Publié le par Garrigues et Sentiers

Il s'agit d'un village d'Occitanie blotti sous son église forteresse, une belle construction ocre remaniée au fil des siècles. Une employée municipale tient un camping peu fréquenté hormis par les cyclistes impénitents comme nous, elle est très sympathique mais nous ne partageons pas les mêmes critères sur l'hygiène et les sanitaires laissent à désirer !

 Dans l'unique alimentation à proximité nous nous ravitaillons en produits indispensables quand une odeur infecte se répand dans le magasin, je cherche d'où elle provient et je me trouve en vis-à-vis d'un homme sans âge, obèse, cheveux blonds hirsutes avec une face marquée de tous les stigmates de l'alcoolisme. L'odeur est insoutenable, mélange d'urine, de crasse d'un corps qui ignore les soins quotidiens depuis... Il achète et paie (je suppose des conserves) et la caissière encaisse sans sourciller.

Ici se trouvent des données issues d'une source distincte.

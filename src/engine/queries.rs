use ulid::Ulid;

use crate::model::*;

use super::conflict::{now_ms, validate_query_window};
use super::{Engine, EngineError};

impl Engine {
    pub async fn get_class(&self, class_id: Ulid) -> Result<ClassDetail, EngineError> {
        let rs = self
            .class(&class_id)
            .ok_or(EngineError::ClassNotFound(class_id))?;
        let guard = rs.read().await;
        Ok(guard.detail())
    }

    /// Classes at a location that haven't started yet, soonest first.
    pub async fn upcoming_classes_by_location(&self, location_id: Ulid) -> Vec<ClassSummary> {
        let ids = self
            .by_location
            .get(&location_id)
            .map(|e| e.value().clone())
            .unwrap_or_default();

        let now = now_ms();
        let mut upcoming = Vec::new();
        for id in ids {
            let Some(rs) = self.class(&id) else { continue };
            let guard = rs.read().await;
            if guard.span.start > now {
                upcoming.push(guard.summary());
            }
        }
        upcoming.sort_by_key(|c| c.span.start);
        upcoming
    }

    /// All of a coach's classes intersecting the window, regardless of status.
    pub async fn classes_by_coach_in_range(
        &self,
        coach_id: Ulid,
        start: Ms,
        end: Ms,
    ) -> Result<Vec<ClassSummary>, EngineError> {
        let window = validate_query_window(start, end)?;
        let ids = self
            .by_coach
            .get(&coach_id)
            .map(|e| e.value().clone())
            .unwrap_or_default();

        let mut found = Vec::new();
        for id in ids {
            let Some(rs) = self.class(&id) else { continue };
            let guard = rs.read().await;
            if guard.span.overlaps(&window) {
                found.push(guard.summary());
            }
        }
        found.sort_by_key(|c| c.span.start);
        Ok(found)
    }

    /// Enrollment against capacity for every class starting in the window.
    pub async fn utilization_by_date_range(
        &self,
        start: Ms,
        end: Ms,
    ) -> Result<Vec<UtilizationSummary>, EngineError> {
        let window = validate_query_window(start, end)?;
        let mut out = Vec::new();
        for (_, rs) in self.all_classes() {
            let guard = rs.read().await;
            if window.contains_instant(guard.span.start) {
                out.push(UtilizationSummary {
                    class_id: guard.id,
                    location_id: guard.location_id,
                    class_type: guard.class_type.clone(),
                    capacity: guard.capacity,
                    enrolled_count: guard.confirmed_count(),
                });
            }
        }
        out.sort_by_key(|u| u.class_id);
        Ok(out)
    }

    /// Booking cancellations whose timestamp falls in `[start, end]`
    /// (inclusive both ends), optionally scoped to one location.
    pub async fn count_cancellations_between(
        &self,
        start: Ms,
        end: Ms,
        location_id: Option<Ulid>,
    ) -> Result<u64, EngineError> {
        validate_query_window(start, end)?;
        let mut count = 0;
        for (_, rs) in self.all_classes() {
            let guard = rs.read().await;
            if let Some(location_id) = location_id
                && guard.location_id != location_id
            {
                continue;
            }
            count += guard
                .bookings
                .iter()
                .filter(|b| {
                    b.status == BookingStatus::Cancelled
                        && b.cancelled_at
                            .is_some_and(|t| start <= t && t <= end)
                })
                .count() as u64;
        }
        Ok(count)
    }

    /// Member-facing search: active, not-yet-started classes matched against
    /// the optional filters, ordered by start time, paged by offset/limit.
    pub async fn search_classes(&self, filter: ClassSearchFilter) -> Vec<ClassDetail> {
        let now = now_ms();
        let day = filter.date.map(utc_day_span);

        let mut matches = Vec::new();
        for (_, rs) in self.all_classes() {
            let guard = rs.read().await;
            if guard.status != ClassStatus::Active || guard.span.start <= now {
                continue;
            }
            if let Some(day) = day
                && !day.contains_instant(guard.span.start)
            {
                continue;
            }
            if let Some(ref class_type) = filter.class_type
                && !guard.class_type.eq_ignore_ascii_case(class_type)
            {
                continue;
            }
            if let Some(coach_id) = filter.coach_id
                && guard.coach_id != coach_id
            {
                continue;
            }
            if let Some(location_id) = filter.location_id
                && guard.location_id != location_id
            {
                continue;
            }
            if filter.available && guard.confirmed_count() >= guard.capacity {
                continue;
            }
            matches.push(guard.detail());
        }

        matches.sort_by_key(|c| c.span.start);
        matches
            .into_iter()
            .skip(filter.offset)
            .take(filter.limit.unwrap_or(usize::MAX))
            .collect()
    }

    /// A user's waitlist entries across all classes, newest first.
    pub async fn user_waitlist_entries(&self, user_id: Ulid) -> Vec<WaitlistEntryInfo> {
        let mut entries = Vec::new();
        for (class_id, rs) in self.all_classes() {
            let guard = rs.read().await;
            if let Some(entry) = guard.waitlist_entry(user_id) {
                entries.push(WaitlistEntryInfo {
                    class_id,
                    class_name: guard.name.clone(),
                    user_id,
                    position: entry.position,
                    created_at: entry.created_at,
                });
            }
        }
        entries.sort_by_key(|e| std::cmp::Reverse(e.created_at));
        entries
    }
}
impl Engine {
    pub fn new(
        wal_path: PathBuf,
        notify: Arc<EventHub>,
        rules: watch::Receiver<BusinessRules>,
    ) -> io::Result<Self> {
        let events = Wal::replay(&wal_path)?;
        let wal = Wal::open(&wal_path)?;
        let (wal_tx, wal_rx) = mpsc::channel(4096);
        tokio::spawn(wal_writer_loop(wal, wal_rx));

        let engine = Self {
            classes: DashMap::new(),
            by_coach: DashMap::new(),
            by_location: DashMap::new(),
            wal_tx,
            notify,
            rules,
        };

        // Replay — we're the sole owner of these Arcs, so try_write always
        // succeeds instantly. Never blocking_write here: this may run inside
        // an async context.
        for event in &events {
            if let Event::ClassCreated {
                id,
                location_id,
                coach_id,
                name,
                description,
                class_type,
                room,
                span,
                capacity,
                created_at,
            } = event
            {
                let rs = ClassState {
                    id: *id,
                    location_id: *location_id,
                    coach_id: *coach_id,
                    name: name.clone(),
                    description: description.clone(),
                    class_type: class_type.clone(),
                    room: room.clone(),
                    span: *span,
                    capacity: *capacity,
                    status: ClassStatus::Active,
                    created_at: *created_at,
                    version: 0,
                    bookings: Vec::new(),
                    waitlist: Vec::new(),
                };
                engine.classes.insert(*id, Arc::new(RwLock::new(rs)));
                engine.by_coach.entry(*coach_id).or_default().push(*id);
                engine.by_location.entry(*location_id).or_default().push(*id);
            } else {
                let class_id = event.class_id();
                let Some(entry) = engine.classes.get(&class_id) else {
                    tracing::warn!("replay: dropping event for unknown class {class_id}");
                    continue;
                };
                let rs_arc = entry.value().clone();
                drop(entry);
                let mut guard = rs_arc.try_write().expect("replay: uncontended write");
                let old_coach = guard.coach_id;
                apply_to_class(&mut guard, event);
                guard.version += 1;
                if guard.coach_id != old_coach {
                    engine.reindex_coach(class_id, old_coach, guard.coach_id);
                }
            }
        }

        Ok(engine)
    }

    pub(super) fn rules(&self) -> BusinessRules {
        *self.rules.borrow()
    }

    pub(super) fn class(&self, id: &Ulid) -> Option<SharedClassState> {
        self.classes.get(id).map(|e| e.value().clone())
    }

    pub(super) fn class_count(&self) -> usize {
        self.classes.len()
    }

    /// Snapshot the class map for cross-class scans. The clones are cheap
    /// Arc bumps; read locks are taken one class at a time afterwards.
    pub(super) fn all_classes(&self) -> Vec<(Ulid, SharedClassState)> {
        self.classes
            .iter()
            .map(|e| (*e.key(), e.value().clone()))
            .collect()
    }

    pub(super) fn reindex_coach(&self, class_id: Ulid, old_coach: Ulid, new_coach: Ulid) {
        if let Some(mut ids) = self.by_coach.get_mut(&old_coach) {
            ids.retain(|c| c != &class_id);
        }
        self.by_coach.entry(new_coach).or_default().push(class_id);
    }

    /// Write one operation's events to the WAL via the group-commit writer.
    pub(super) async fn wal_append(&self, events: Vec<Event>) -> Result<(), EngineError> {
        let (tx, rx) = oneshot::channel();
        self.wal_tx
            .send(WalCommand::Append { events, response: tx })
            .await
            .map_err(|_| EngineError::WalError("WAL writer shut down".into()))?;
        rx.await
            .map_err(|_| EngineError::WalError("WAL writer dropped response".into()))?
            .map_err(|e| EngineError::WalError(e.to_string()))
    }

    /// Clone the class aggregate under a short read lock. The returned value
    /// carries the `version` the optimistic commit will be checked against.
    pub(super) async fn snapshot(&self, class_id: &Ulid) -> Result<ClassState, EngineError> {
        let rs = self
            .class(class_id)
            .ok_or(EngineError::ClassNotFound(*class_id))?;
        let guard = rs.read().await;
        Ok(guard.clone())
    }

    /// The single write path for existing classes: re-acquire the lock, check
    /// that nobody committed since the snapshot was taken, then persist and
    /// apply the whole event batch as one unit. On a stale version nothing is
    /// written and the caller gets a retryable conflict.
    pub(super) async fn commit(
        &self,
        class_id: Ulid,
        expected_version: u64,
        events: Vec<Event>,
    ) -> Result<(), EngineError> {
        let rs = self
            .class(&class_id)
            .ok_or(EngineError::ClassNotFound(class_id))?;
        let mut guard = rs.write_owned().await;
        if guard.version != expected_version {
            metrics::counter!(observability::VERSION_CONFLICTS_TOTAL).increment(1);
            return Err(EngineError::VersionConflict(class_id));
        }

        self.wal_append(events.clone()).await?;

        let old_coach = guard.coach_id;
        for event in &events {
            apply_to_class(&mut guard, event);
            guard.version += 1;
            if event.is_published() {
                self.notify.publish(class_id, event);
            }
        }
        if guard.coach_id != old_coach {
            self.reindex_coach(class_id, old_coach, guard.coach_id);
        }
        Ok(())
    }

    /// Rewrite the WAL with the minimal event list that recreates the current
    /// state: one creation per class, bookings replayed with their original
    /// timestamps (cancelled ones as a book/cancel pair, so cancellation
    /// reporting survives compaction), waitlist joins, and a closing
    /// cancellation marker for cancelled classes.
    pub async fn compact_wal(&self) -> Result<(), EngineError> {
        let mut events = Vec::new();

        for (_, rs) in self.all_classes() {
            let guard = rs.read().await;
            events.push(Event::ClassCreated {
                id: guard.id,
                location_id: guard.location_id,
                coach_id: guard.coach_id,
                name: guard.name.clone(),
                description: guard.description.clone(),
                class_type: guard.class_type.clone(),
                room: guard.room.clone(),
                span: guard.span,
                capacity: guard.capacity,
                created_at: guard.created_at,
            });
            for booking in &guard.bookings {
                events.push(Event::ClassBooked {
                    booking_id: booking.id,
                    class_id: guard.id,
                    user_id: booking.user_id,
                    class_name: guard.name.clone(),
                    start_time: guard.span.start,
                    booked_at: booking.booked_at,
                });
                if let Some(cancelled_at) = booking.cancelled_at {
                    events.push(Event::BookingCancelled {
                        booking_id: booking.id,
                        class_id: guard.id,
                        user_id: booking.user_id,
                        cancelled_at,
                    });
                }
            }
            for entry in &guard.waitlist {
                events.push(Event::ClassFull {
                    entry_id: entry.id,
                    class_id: guard.id,
                    user_id: entry.user_id,
                    class_name: guard.name.clone(),
                    waitlist_size: entry.position,
                    created_at: entry.created_at,
                });
            }
            if guard.status == ClassStatus::Cancelled {
                // All bookings were already emitted as cancelled pairs, so the
                // marker only needs to flip the status on replay.
                let cancelled_at = guard
                    .bookings
                    .iter()
                    .filter_map(|b| b.cancelled_at)
                    .max()
                    .unwrap_or(guard.created_at);
                events.push(Event::ClassCancelled {
                    id: guard.id,
                    name: guard.name.clone(),
                    location_id: guard.location_id,
                    original_start: guard.span.start,
                    affected_user_ids: Vec::new(),
                    waitlist_user_ids: Vec::new(),
                    cancelled_at,
                });
            }
        }

        let (tx, rx) = oneshot::channel();
        self.wal_tx
            .send(WalCommand::Compact { events, response: tx })
            .await
            .map_err(|_| EngineError::WalError("WAL writer shut down".into()))?;
        rx.await
            .map_err(|_| EngineError::WalError("WAL writer dropped response".into()))?
            .map_err(|e| EngineError::WalError(e.to_string()))
    }

    pub async fn wal_appends_since_compact(&self) -> u64 {
        let (tx, rx) = oneshot::channel();
        if self
            .wal_tx
            .send(WalCommand::AppendsSinceCompact { response: tx })
            .await
            .is_err()
        {
            return 0;
        }
        rx.await.unwrap_or(0)
    }
}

Le soir dans l'unique bar restaurant, attablés devant la pizza, unique menu, nous participons au spectacle sur grand écran d'un match de rugby qui soulève l'adhésion d'un public masculin de tous les âges et une ferveur unanime à chaque coup marqué par les français. Quand leurs adversaires marquent, des gémissements remplissent l'espace.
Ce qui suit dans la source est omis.